The laughter continues to flow in Gina Kirkham’s brilliant sequel to the wonderful Handcuffs, Truncheon and a Polyester Thong.

Our hapless heroine Constable Mavis Upton is preparing to step down the aisle with her fiancé Joe, but has to deal with her temperamental teen daughter, as well as investigate a serial flasher on a push bike. Throw a diva drag queen into the mix and readers can expect the usual hilarious Mavis mishaps that made the first book such a hit.

Revel in Gina Kirkham’s humorous, poignant and moving stories of an everyday girl who one day followed a dream.

Revel in Gina Kirkham’s humorous, poignant and moving stories of an everyday girl who one day followed a dream.

My Review

I feel it my duty to issue a warning to all prospective readers of Whiskey Tango Foxtrot.
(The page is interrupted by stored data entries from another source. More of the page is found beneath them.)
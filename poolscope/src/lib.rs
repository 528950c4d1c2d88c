//! Dashboard backend for a stratum mining pool.
//!
//! The pool server itself runs elsewhere; this crate polls its REST API,
//! measures connection latency to the stratum ports it advertises, picks
//! which endpoint a miner should point at, and serves the result as a JSON
//! API for dashboard views.

pub mod api;
pub mod api_client;
pub mod config;
pub mod dashboard;
pub mod endpoint;
pub mod error;
pub mod pool_api;
pub mod probe;
pub mod tracing;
Please make sure you have tissues at the ready and be prepared for funny looks if you chose to read in public! Why you might ask?? Well, this book is funny, seriously funny. At one point I was sat in my local Cafe Nero’s literally crying with laughter.

The characters are just brilliant, none better than Mavis, a larger than life police constable with one teenage daughter and a fiance. She was soon joined by a long lost father with dementia, with whom she had to reconcile her differences and attempt to form a relationship. She constantly made me laugh out loud with her penchant for Primark thongs and brilliant one line responses to her work colleagues. There is one particular scene involving underwear that was just hysterical and I defy anyone not to find it funny!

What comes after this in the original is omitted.